You mean like the above?

> But now we're wondering if we have to go to some sort of address
> cloaking ON lists, maybe some kind of address remapping through the
> server for replies, something. And I'm gritting my teeth at the
> developers who created those @#$@$#@$#23 caches (which are nice in
> some ways) for not also creating some way to flag addresses as not
> cacheable. Because, IMHO, that'd solve this problem.

Note that making a fixed and persistent address mapping really doesn't
handle anything.  You've just created another alias which works just as
well for the SPAMmers or address harvesters and you can't (server side)
distinguish between valid or SPAM mail sent to it any more successfully
than you can for normal mail.

  Well, unless you setup TMDA-style filters for every such mapped plus
  address, which, asides from the cache expense really isn't such a bad
  idea.  Hurm.  I kinda like it actually.

Date limiting the validity of the mapped address has two pleasant
effects: It limits the size of your database of addresses, and it limits
the window of opportunity for abuse of the address.

> But they didn't.

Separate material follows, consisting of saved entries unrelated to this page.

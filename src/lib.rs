//! cappedcache: a capacity-bounded, two-level `(group, id)` cache with FIFO
//! eviction, a lazily compacted insertion-order log and snapshot/restore.
//!
//! The main entry point is
//! [`CappedGroupedCache`](policy::grouped_fifo::CappedGroupedCache), a
//! thread-safe handle around a single reader/writer lock. Persistence to a
//! JSON file lives behind the `persist` feature, counters behind `metrics`.

pub mod ds;
pub mod error;
pub mod policy;

#[cfg(feature = "metrics")]
pub mod metrics;

#[cfg(feature = "persist")]
pub mod persist;

pub mod prelude;
pub mod traits;
//! Observability counters for the grouped cache (feature `metrics`).
//!
//! Recording, snapshotting and export are split into separate traits so the
//! cache only writes counters and consumers decide how to publish them.

pub mod exporter;
pub mod metrics_impl;
pub mod snapshot;
pub mod traits;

Grumble.

Note that such address collection has been around a long time.  exmh is
by no means a particularly new or bleeding edge MUA and its had this
sort of address collection feature for as long as I've used it.

> I think it's an issue we have to come to grips with.

I only see two addresses:

  1) A pillory

  2) Dynamic and/or filtered address mapping as above.

Neither are particularly pleasant.  Address mapping breaks as soon as
Outlook (for instance) starts scanning message bodies for addresses to
cache.

> Are we hitting a point where mail list servers have to act as blind
> front ends for all of the subscribers, where replies are processed by
> those servers, and the server then takes on the job of acting as a
> troll-exterminator and spam blocker? 

Yes, not yet, but soon.

> And what does that really mean for things like Mailman?

It means that Mailman will have to have a plug-in layer to do the
appropriate processing.  

-- 
J C Lawrence                
---------(*)                Satan, oscillate my metallic sonatas. 
claw@kanga.nu               He lived as a devil, eh?		  
http://www.kanga.nu/~claw/  Evil is a name of a foeman, as I live.